There were plenty who tried. In October, Bert Yancey, a regular on the PGA TOUR by then, detoured long enough to take a crack at Sunny Jim—and at Himmelein’s $1,000. On those occasions when a player would announce his intention of playing for the prize, Himmelein would personally choose the cup positions and then play the round with the contestant. Yancey went out in one-over-par 37 and needed a 34 coming in to claim the check. But big trouble on the water-fronted 13th dashed his hopes and he struggled home in 42 for a 79. He said, “There isn’t an unfair shot on the whole layout, and I don’t recall anywhere that you can miss a shot and not be penalized.” When asked what score he thought would win a tournament here, Yancey mulled the question for a moment and then said that he would be glad to take $300 and let the rest of the field shoot at it.

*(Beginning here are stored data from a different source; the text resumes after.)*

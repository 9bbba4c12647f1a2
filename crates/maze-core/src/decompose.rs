// SPDX-License-Identifier: Apache-2.0
// © James Ross Ω FLYING•ROBOTS <https://github.com/flyingrobots>

//! Run-length decomposition of a wall bitmap into boxes.
//!
//! One row-major pass over the window. A horizontal run accumulator tracks
//! the current row; an arena of per-column runs (indexed by `x - x0`) tracks
//! vertical runs. Runs spanning more than one tile close into a block; runs
//! of exactly one tile are dropped. A solid region therefore becomes a set of
//! overlapping strips, and an isolated single wall tile produces no block at
//! all.

use maze_geom::math::Vec3;
use maze_geom::Aabb;
use tracing::debug;

use crate::bitmap::WallMap;
use crate::grid::{GridScale, TileWindow};

/// What produced a [`WallBlock`].
#[derive(Debug, Clone, Copy, PartialEq, Eq, Hash)]
pub enum BlockKind {
    /// Horizontal run along a bitmap row.
    Row,
    /// Vertical run down a bitmap column.
    Column,
    /// Synthetic ground slab under the whole map.
    Floor,
}

/// Solid box owned by the current decomposition.
#[derive(Debug, Clone, Copy, PartialEq)]
pub struct WallBlock {
    /// Producer of the block.
    pub kind: BlockKind,
    /// World-space bounds.
    pub bounds: Aabb,
}

/// Inclusive tile span of an open run.
#[derive(Debug, Clone, Copy, Default)]
struct Run {
    start: u32,
    end: u32,
    open: bool,
}

impl Run {
    fn extend(&mut self, at: u32) {
        if !self.open {
            self.start = at;
            self.open = true;
        }
        self.end = at;
    }

    /// Closes the run, returning `(start, len)` when it spans more than one tile.
    fn close(&mut self) -> Option<(u32, u32)> {
        let was_open = core::mem::take(&mut self.open);
        (was_open && self.end > self.start).then(|| (self.start, self.end - self.start + 1))
    }
}

/// Turns a windowed bitmap region into wall blocks.
///
/// Each call to [`Decomposer::decompose`] replaces the previous block list
/// wholesale; callers must not hold block references across calls.
#[derive(Debug, Default)]
pub struct Decomposer {
    blocks: Vec<WallBlock>,
    columns: Vec<Run>,
    window: Option<TileWindow>,
}

impl Decomposer {
    /// Creates an empty decomposer.
    pub fn new() -> Self {
        Self::default()
    }

    /// Blocks from the last decomposition.
    pub fn blocks(&self) -> &[WallBlock] {
        &self.blocks
    }

    /// Window used by the last decomposition, if any.
    pub fn window(&self) -> Option<TileWindow> {
        self.window
    }

    /// Decomposes `window` of `map` and returns the new block list.
    pub fn decompose<M: WallMap + ?Sized>(
        &mut self,
        map: &M,
        window: TileWindow,
        scale: &GridScale,
    ) -> &[WallBlock] {
        self.blocks.clear();
        self.columns.clear();
        self.columns.resize(window.width() as usize, Run::default());
        self.window = Some(window);

        let (x0, x1) = (window.columns().start, window.columns().end);
        let y1 = window.rows().end;
        for y in window.rows() {
            let mut row = Run::default();
            for x in window.columns() {
                if !map.is_wall(x, y) {
                    continue;
                }
                row.extend(x);
                let column = &mut self.columns[(x - x0) as usize];
                column.extend(y);

                if x + 1 == x1 || !map.is_wall(x + 1, y) {
                    if let Some((start, len)) = row.close() {
                        self.blocks.push(WallBlock {
                            kind: BlockKind::Row,
                            bounds: scale.tile_box(start, y, len, 1),
                        });
                    }
                }
                if y + 1 == y1 || !map.is_wall(x, y + 1) {
                    if let Some((start, len)) = column.close() {
                        self.blocks.push(WallBlock {
                            kind: BlockKind::Column,
                            bounds: scale.tile_box(x, start, 1, len),
                        });
                    }
                }
            }
        }

        debug!(
            columns = ?window.columns(),
            rows = ?window.rows(),
            blocks = self.blocks.len(),
            "decomposed wall window"
        );
        &self.blocks
    }
}

/// Ground slab spanning the whole bitmap footprint, `depth` metres thick
/// below `y = 0`.
pub fn floor_block<M: WallMap + ?Sized>(map: &M, scale: &GridScale, depth: f32) -> WallBlock {
    WallBlock {
        kind: BlockKind::Floor,
        bounds: Aabb::from_origin_dimensions(
            Vec3::ZERO,
            Vec3::new(
                map.width() as f32 * scale.cell,
                -depth,
                map.height() as f32 * scale.cell,
            ),
        ),
    }
}

#[cfg(test)]
#[allow(clippy::unwrap_used)]
mod tests {
    use super::*;
    use crate::bitmap::Bitmap;
    use crate::grid::{Radius, Tile};

    fn unit() -> GridScale {
        GridScale {
            cell: 1.0,
            wall_height: 1.0,
        }
    }

    #[test]
    fn run_extends_and_closes() {
        let mut r = Run::default();
        assert_eq!(r.close(), None);
        r.extend(3);
        assert_eq!(r.close(), None);
        r.extend(4);
        r.extend(5);
        assert_eq!(r.close(), Some((4, 2)));
    }

    #[test]
    fn column_runs_cover_full_length() {
        let map = Bitmap::from_rows(["...", ".#.", ".#.", ".#.", "..."]).unwrap();
        let mut d = Decomposer::new();
        let blocks = d.decompose(&map, TileWindow::full(&map), &unit());
        assert_eq!(blocks.len(), 1);
        assert_eq!(blocks[0].kind, BlockKind::Column);
        assert_eq!(blocks[0].bounds.min().to_array(), [1.0, 0.0, 1.0]);
        assert_eq!(blocks[0].bounds.max().to_array(), [2.0, 1.0, 4.0]);
    }

    #[test]
    fn window_limits_the_scan() {
        let map = Bitmap::from_rows(["######", "......", "......", "......"]).unwrap();
        let mut d = Decomposer::new();
        let w = TileWindow::around(Tile::new(0, 0), Radius::new(2, 2), &map);
        let blocks = d.decompose(&map, w, &unit());
        assert_eq!(blocks.len(), 1);
        assert_eq!(blocks[0].bounds.max().x(), 2.0);
    }

    #[test]
    fn redecomposition_replaces_blocks() {
        let map = Bitmap::from_rows(["##..", "....", "..##"]).unwrap();
        let mut d = Decomposer::new();
        let left = TileWindow::around(Tile::new(0, 0), Radius::new(2, 1), &map);
        assert_eq!(d.decompose(&map, left, &unit()).len(), 1);
        let right = TileWindow::around(Tile::new(3, 2), Radius::new(2, 1), &map);
        let blocks = d.decompose(&map, right, &unit());
        assert_eq!(blocks.len(), 1);
        assert_eq!(blocks[0].bounds.min().z(), 2.0);
        assert_eq!(d.window(), Some(right));
    }

    #[test]
    fn floor_spans_footprint_downward() {
        let map = Bitmap::from_rows(["....", "...."]).unwrap();
        let f = floor_block(&map, &GridScale::default(), 1.0);
        assert_eq!(f.kind, BlockKind::Floor);
        assert_eq!(f.bounds.min().to_array(), [0.0, -1.0, 0.0]);
        assert_eq!(f.bounds.max().to_array(), [2.0, 0.0, 1.0]);
    }
}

No one ever did collect Dutch Himmelein’s $1,000. But he suffered serious financial reverses in 1969 and the club went into receivership, to be bought two years later by the Procacci interests. Women were now welcomed. An additional 6,000 square feet of floor space was added to the clubhouse. Tennis courts and a swimming pool were built in the years that followed. And the golf course was made considerably more user-friendly. Nevertheless, it is still among the seven or eight most difficult in the Greater Philadelphia area, with a Slope of 133. But many of the remote back tees have been abandoned. Now from the championship markers the course measures 7,120 yards. From the whites it is 6,503 yards, and from the gold tees, 6,200. There are ladies tees today, with total yardage from them of 5,232.
At least as important as the reduction in mileage (someone once said that every hole at Sunny Jim should have a half-way house) was the extensive reworking of the bunkers. The faces are no longer high sheer walls that often necessitated hitting out backwards or sidewards. Now, from these shallower hazards, mere mortals are able to avoid card-wrecking triple bogeys.
Qualifying for the U.S. Open has been held at Medford Village. So have the South Jersey Open and other professional events. And if this outstanding eighteen is no longer a man-eater, it is still uncompromising in its demands. Dutch Himmelein’s legacy endures.